● EXERCISE BRIEF:
Among the entries, which lines carry the string "collect"? Copy each of them.

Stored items
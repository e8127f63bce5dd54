// Copyright (c) 2025-2026, Tom Ouellette
// Licensed under the Apache License, Version 2.0 (the "License");
// you may not use this file except in compliance with the License.
// A copy of the License has been included in the root of the repository.

use rand::seq::SliceRandom;
use rand::{SeedableRng, rngs::StdRng};

use pince_core::error::PinceError;

/// Train and validation indices of a dataset
///
/// The first `floor(split * len)` indices are used for training and the
/// remainder for validation. With a seed the indices are shuffled first,
/// so the same seed always yields the same split.
///
/// # Examples
///
/// ```
/// use pince_data::ValidationSplit;
///
/// let split = ValidationSplit::new(10, 0.8, None).unwrap();
/// assert_eq!(split.train(), &[0, 1, 2, 3, 4, 5, 6, 7]);
/// assert_eq!(split.validation(), &[8, 9]);
///
/// let a = ValidationSplit::new(100, 0.8, Some(123)).unwrap();
/// let b = ValidationSplit::new(100, 0.8, Some(123)).unwrap();
/// assert_eq!(a, b);
/// ```
#[derive(Debug, Clone, PartialEq, Eq)]
pub struct ValidationSplit {
    indices: Vec<usize>,
    split: usize,
}

impl ValidationSplit {
    /// Split `len` indices into train and validation sets
    ///
    /// # Arguments
    ///
    /// * `len` - Number of images in the dataset
    /// * `split` - Fraction in [0, 1] of images used for training
    /// * `shuffle_seed` - Shuffle indices with this seed before splitting
    pub fn new(len: usize, split: f32, shuffle_seed: Option<u64>) -> Result<Self, PinceError> {
        if !(0.0..=1.0).contains(&split) {
            return Err(PinceError::InvalidInput(format!(
                "Split must lie in [0, 1], got {}",
                split
            )));
        }

        let mut indices: Vec<usize> = (0..len).collect();

        if let Some(seed) = shuffle_seed {
            let mut rng = StdRng::seed_from_u64(seed);
            indices.shuffle(&mut rng);
        }

        let split = ((split as f64 * len as f64).floor() as usize).min(len);

        Ok(Self { indices, split })
    }

    pub fn train(&self) -> &[usize] {
        &self.indices[..self.split]
    }

    pub fn validation(&self) -> &[usize] {
        &self.indices[self.split..]
    }
}

#[cfg(test)]
mod test {
    use super::*;

    #[test]
    fn test_split_sizes() {
        let split = ValidationSplit::new(885, 0.8, Some(123)).unwrap();
        assert_eq!(split.train().len(), 708);
        assert_eq!(split.validation().len(), 177);
    }

    #[test]
    fn test_shuffle_is_permutation() {
        let split = ValidationSplit::new(50, 0.5, Some(7)).unwrap();

        let mut all: Vec<usize> = split
            .train()
            .iter()
            .chain(split.validation())
            .copied()
            .collect();
        all.sort();

        assert_eq!(all, (0..50).collect::<Vec<usize>>());
    }

    #[test]
    fn test_seeds_differ() {
        let a = ValidationSplit::new(100, 0.8, Some(1)).unwrap();
        let b = ValidationSplit::new(100, 0.8, Some(2)).unwrap();
        assert_ne!(a.validation(), b.validation());
    }

    #[test]
    fn test_split_bounds() {
        assert!(ValidationSplit::new(10, -0.1, None).is_err());
        assert!(ValidationSplit::new(10, 1.1, None).is_err());
        assert!(ValidationSplit::new(10, 1.0, None).unwrap().validation().is_empty());
        assert_eq!(ValidationSplit::new(10, 0.0, None).unwrap().validation().len(), 10);
        assert!(ValidationSplit::new(0, 0.8, Some(3)).unwrap().validation().is_empty());
    }
}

● OUTPUT OF THE EXERCISE:
        let mut indices: Vec<usize> = (0..len).collect();
            .collect();
        assert_eq!(all, (0..50).collect::<Vec<usize>>());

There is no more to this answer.